=== What is needed ===
Here is a block of records. Copy every line in it that includes "deleted".

=== Data shown ===
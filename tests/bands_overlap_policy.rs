use serde_json::json;
use std::io::{BufRead, BufReader, Write};
use std::path::PathBuf;
use std::process::{Child, ChildStdin, ChildStdout, Command, Stdio};
use std::time::{SystemTime, UNIX_EPOCH};

fn temp_dir(prefix: &str) -> PathBuf {
    let p = std::env::temp_dir().join(format!(
        "{}-{}",
        prefix,
        SystemTime::now()
            .duration_since(UNIX_EPOCH)
            .expect("clock")
            .as_nanos()
    ));
    std::fs::create_dir_all(&p).expect("create temp dir");
    p
}

fn spawn_sidecar() -> (Child, ChildStdin, BufReader<ChildStdout>) {
    let exe = env!("CARGO_BIN_EXE_gradebookd");
    let mut child = Command::new(exe)
        .env_remove("GRADEBOOKD_WORKSPACE")
        .stdin(Stdio::piped())
        .stdout(Stdio::piped())
        .stderr(Stdio::null())
        .spawn()
        .expect("spawn gradebookd");
    let stdin = child.stdin.take().expect("child stdin");
    let stdout = child.stdout.take().expect("child stdout");
    (child, stdin, BufReader::new(stdout))
}

fn request(
    stdin: &mut ChildStdin,
    reader: &mut BufReader<ChildStdout>,
    id: &str,
    method: &str,
    params: serde_json::Value,
) -> serde_json::Value {
    let payload = json!({
        "id": id,
        "method": method,
        "params": params,
    });
    writeln!(stdin, "{}", payload).expect("write request");
    stdin.flush().expect("flush request");

    let mut line = String::new();
    reader.read_line(&mut line).expect("read response line");
    assert!(!line.trim().is_empty(), "empty response for {}", method);
    let value: serde_json::Value = serde_json::from_str(line.trim()).expect("parse response json");
    assert_eq!(value.get("id").and_then(|v| v.as_str()), Some(id));
    value
}

fn request_ok(
    stdin: &mut ChildStdin,
    reader: &mut BufReader<ChildStdout>,
    id: &str,
    method: &str,
    params: serde_json::Value,
) -> serde_json::Value {
    let value = request(stdin, reader, id, method, params);
    assert!(
        value.get("ok").and_then(|v| v.as_bool()).unwrap_or(false),
        "{} failed: {}",
        method,
        value
    );
    value.get("result").cloned().unwrap_or_else(|| json!({}))
}

fn error_code(value: &serde_json::Value) -> Option<&str> {
    value
        .get("error")
        .and_then(|e| e.get("code"))
        .and_then(|v| v.as_str())
}


fn labels(list: &serde_json::Value) -> Vec<String> {
    list.get("bands")
        .and_then(|v| v.as_array())
        .cloned()
        .unwrap_or_default()
        .iter()
        .filter_map(|b| b.get("label").and_then(|v| v.as_str()).map(str::to_string))
        .collect()
}

#[test]
fn replace_rejects_overlaps_until_policy_relaxed() {
    let workspace = temp_dir("gradebook-bands-overlap");
    let (mut child, mut stdin, mut reader) = spawn_sidecar();
    let _ = request_ok(
        &mut stdin,
        &mut reader,
        "1",
        "workspace.select",
        json!({ "path": workspace.to_string_lossy() }),
    );

    let overlapping = json!([
        { "minScore": 0, "maxScore": 50, "label": "D", "gradePoint": 1.0 },
        { "minScore": 50, "maxScore": 100, "label": "A", "gradePoint": 3.0 }
    ]);
    let rejected = request(
        &mut stdin,
        &mut reader,
        "2",
        "bands.replace",
        json!({ "level": "secondary", "bands": overlapping }),
    );
    assert_eq!(error_code(&rejected), Some("invalid_bands"));
    assert_eq!(
        rejected
            .pointer("/error/details/secondLabel")
            .and_then(|v| v.as_str()),
        Some("A")
    );

    let _ = request_ok(
        &mut stdin,
        &mut reader,
        "3",
        "setup.update",
        json!({ "section": "grading", "patch": { "rejectOverlappingBands": false } }),
    );
    let _ = request_ok(
        &mut stdin,
        &mut reader,
        "4",
        "bands.replace",
        json!({ "level": "secondary", "bands": overlapping }),
    );

    // First match wins in stored order (min score ascending).
    let res = request_ok(
        &mut stdin,
        &mut reader,
        "5",
        "grades.resolve",
        json!({ "score": 50, "level": "secondary" }),
    );
    assert_eq!(res.get("label").and_then(|v| v.as_str()), Some("D"));

    drop(stdin);
    let _ = child.wait();
}

#[test]
fn shape_errors_are_rejected_regardless_of_policy() {
    let workspace = temp_dir("gradebook-bands-shape");
    let (mut child, mut stdin, mut reader) = spawn_sidecar();
    let _ = request_ok(
        &mut stdin,
        &mut reader,
        "1",
        "workspace.select",
        json!({ "path": workspace.to_string_lossy() }),
    );
    let _ = request_ok(
        &mut stdin,
        &mut reader,
        "2",
        "setup.update",
        json!({ "section": "grading", "patch": { "rejectOverlappingBands": false } }),
    );

    let inverted = request(
        &mut stdin,
        &mut reader,
        "3",
        "bands.replace",
        json!({
            "level": "primary",
            "bands": [{ "minScore": 80, "maxScore": 20, "label": "X" }]
        }),
    );
    assert_eq!(error_code(&inverted), Some("invalid_bands"));

    let blank = request(
        &mut stdin,
        &mut reader,
        "4",
        "bands.upsert",
        json!({
            "level": "primary",
            "band": { "minScore": 0, "maxScore": 20, "label": "  " }
        }),
    );
    assert_eq!(error_code(&blank), Some("invalid_bands"));

    let malformed = request(
        &mut stdin,
        &mut reader,
        "5",
        "bands.upsert",
        json!({ "level": "primary", "band": { "label": "X" } }),
    );
    assert_eq!(error_code(&malformed), Some("bad_params"));

    drop(stdin);
    let _ = child.wait();
}

#[test]
fn upsert_edit_and_delete_bands_per_level() {
    let workspace = temp_dir("gradebook-bands-crud");
    let (mut child, mut stdin, mut reader) = spawn_sidecar();
    let _ = request_ok(
        &mut stdin,
        &mut reader,
        "1",
        "workspace.select",
        json!({ "path": workspace.to_string_lossy() }),
    );

    let a = request_ok(
        &mut stdin,
        &mut reader,
        "2",
        "bands.upsert",
        json!({
            "level": "secondary",
            "band": { "minScore": 75, "maxScore": 100, "label": "A", "gradePoint": 3.0 }
        }),
    );
    let a_id = a.get("id").and_then(|v| v.as_str()).expect("band id").to_string();
    let _ = request_ok(
        &mut stdin,
        &mut reader,
        "3",
        "bands.upsert",
        json!({
            "level": "secondary",
            "band": { "minScore": 0, "maxScore": 74, "label": "C", "gradePoint": 2.0 }
        }),
    );

    let overlap = request(
        &mut stdin,
        &mut reader,
        "4",
        "bands.upsert",
        json!({
            "level": "secondary",
            "band": { "minScore": 70, "maxScore": 80, "label": "B", "gradePoint": 2.5 }
        }),
    );
    assert_eq!(error_code(&overlap), Some("invalid_bands"));

    // The same range on the other level is independent.
    let _ = request_ok(
        &mut stdin,
        &mut reader,
        "5",
        "bands.upsert",
        json!({
            "level": "primary",
            "band": { "minScore": 70, "maxScore": 80, "label": "B" }
        }),
    );

    let list = request_ok(
        &mut stdin,
        &mut reader,
        "6",
        "bands.list",
        json!({ "level": "secondary" }),
    );
    assert_eq!(labels(&list), vec!["C".to_string(), "A".to_string()]);

    // Editing a band in place may move its own range without tripping the overlap check.
    let _ = request_ok(
        &mut stdin,
        &mut reader,
        "7",
        "bands.upsert",
        json!({
            "level": "secondary",
            "band": {
                "id": a_id,
                "minScore": 80,
                "maxScore": 100,
                "label": "A",
                "comment": "Excellent",
                "gradePoint": 4.0
            }
        }),
    );
    let res = request_ok(
        &mut stdin,
        &mut reader,
        "8",
        "grades.resolve",
        json!({ "score": 77, "level": "secondary" }),
    );
    assert_eq!(res.get("found").and_then(|v| v.as_bool()), Some(false));

    let color = request_ok(
        &mut stdin,
        &mut reader,
        "9",
        "grades.color",
        json!({ "score": 90, "level": "secondary" }),
    );
    assert_eq!(color.get("color").and_then(|v| v.as_str()), Some("success"));

    let deleted = request_ok(
        &mut stdin,
        &mut reader,
        "10",
        "bands.delete",
        json!({ "id": a_id }),
    );
    assert_eq!(deleted.get("level").and_then(|v| v.as_str()), Some("secondary"));
    let again = request(
        &mut stdin,
        &mut reader,
        "11",
        "bands.delete",
        json!({ "id": a_id }),
    );
    assert_eq!(error_code(&again), Some("not_found"));

    let list = request_ok(
        &mut stdin,
        &mut reader,
        "12",
        "bands.list",
        json!({ "level": "secondary" }),
    );
    assert_eq!(labels(&list), vec!["C".to_string()]);

    drop(stdin);
    let _ = child.wait();
}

=== Answer to this problem ===
    let deleted = request_ok(
    assert_eq!(deleted.get("level").and_then(|v| v.as_str()), Some("secondary"));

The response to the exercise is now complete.